The challenges of the transportation market in complex times

The challenges of the transportation market in complex times

Since the 24th of February 2022, the world has changed. The end of the first and the whole of the second quarter of 2022 will be challenging for exporters/importers and logistics companies.

During the Coronavirus pandemic, supply chains had to adapt, with spiralling costs and fluctuations in the price of airfreight, maritime and rail transport. In addition, the availability of containers and free cargo space was a major problem. As a result, many enterprises were forced to relocate their suppliers from Asia to Europe and their surrounding areas. Companies must now adapt to the new, large-scale crisis along with price increases in Europe and other parts of the world. There’s a lot of confusion caused by these 6 factors:

  1. Implementation of part II of the Mobility Package in Europe

Due to the implementation of part II of the European Mobility Package, many freight companies now have a number of new obligations that are raising the cost of doing business, for example, the requirement to return the vehicle to its home country every four weeks, travel requirements for drivers, etc.

In addition, from the 1st of May 2022, vans with a maximum total weight of 2.5 tonnes (which are widely used in Europe) will have to comply with road transportation rules (transport manager, license, guarantees). In practice, many international companies that use light commercial vehicles are reluctant or unable to comply with these regulations. Due to this, there will be fewer vehicles on the market.


  1. Using Ukrainian, Belarusian and Russian drivers in Europe

Most Eastern Europe companies use Ukrainian, Belarusian or Russian drivers. Due to the war in Ukraine, many Ukrainian drivers have returned to their homeland and for various political etc. reasons, are not able to use Belarusian or Russian drivers. In the context of a major driver crisis, this will only worsen the situation in the transport market.


  1. Closing of airspace for an indefinite time

The closing of the EU and UK’s airspace to Russian airlines and vice versa will significantly change the market.
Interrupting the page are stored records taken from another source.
/// `{week}_state.json`
pub fn state_key(week: u32) -> String {
    format!("{week}_state.json")
}

/// Lifecycle of a reporting week
#[derive(Debug, Clone, Copy, PartialEq, Eq, Serialize, Deserialize)]
#[serde(rename_all = "snake_case")]
pub enum WeekPhase {
    InitialReceived,
    CompletedReceived,
    Reconciled,
}

impl fmt::Display for WeekPhase {
    fn fmt(&self, f: &mut fmt::Formatter<'_>) -> fmt::Result {
        let label = match self {
            WeekPhase::InitialReceived => "initial_received",
            WeekPhase::CompletedReceived => "completed_received",
            WeekPhase::Reconciled => "reconciled",
        };
        f.write_str(label)
    }
}

/// Persisted per-week state
#[derive(Debug, Clone, PartialEq, Serialize, Deserialize)]
pub struct WeekRecord {
    pub week: u32,
    /// ISO year the record belongs to
    pub year: i32,
    pub phase: WeekPhase,
    /// Incremented on every transition
    pub revision: u64,
    #[serde(skip_serializing_if = "Option::is_none")]
    pub requested_source: Option<String>,
    #[serde(skip_serializing_if = "Option::is_none")]
    pub completed_source: Option<String>,
    pub created_at: DateTime<Utc>,
    pub updated_at: DateTime<Utc>,
}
It’s no longer possible for European airlines to fly to Asia via Russia, which makes flight time longer and more expensive and disrupts flight schedules. For example, KLM has cancelled flights to Japan, China, and Korea. Much of the capacity is lost, which in turn creates price pressure. At the same time, Asian airlines will be able to continue flying in Russian airspace.

An example here is Finnair, whose business model was built on Asian flights across Russia. Finnair now needs to seriously review its business strategy as It is one of the largest air cargo carriers in the region alongside Lufthansa, Turkish Airlines, and others.


  1. Maritime transport

Hapag Lloyd, ONE and Maersk have given notice that they intend on terminating the transport of containers connected to Russia. This may have an impact on the feeder ships on the Baltic Sea.

There have been reports from some ports in the UK and the port of Rotterdam that customs are blocking cargo ships sailing under the Russian flag.  If Russian vessels cannot participate in the market, capacity will be greatly reduced.


  1. Price of oil

At the time of writing, the price of a barrel of oil is nearly 116 USD, which is the highest since 2014. It’s likely that the price will keep rising, as the price of oil tends to be higher at the beginning of war, after which it will fall. Consumption, which fell during the pandemic, is increasing. Today, the fuel surcharge rates are at a record-high in Europe.


  1. Russia, Belarus and the Ukraine as supplier countries

Companies whose suppliers are based in Russia, Belarus or the Ukraine need to find suppliers elsewhere and restructure their supply chains. Russia, for example, is a country from where a lot of lumber is being imported.

In conclusion, the transport market is facing a large price increase and logistics companies face a major challenge of how to efficiently transport trade flows in volatile conditions.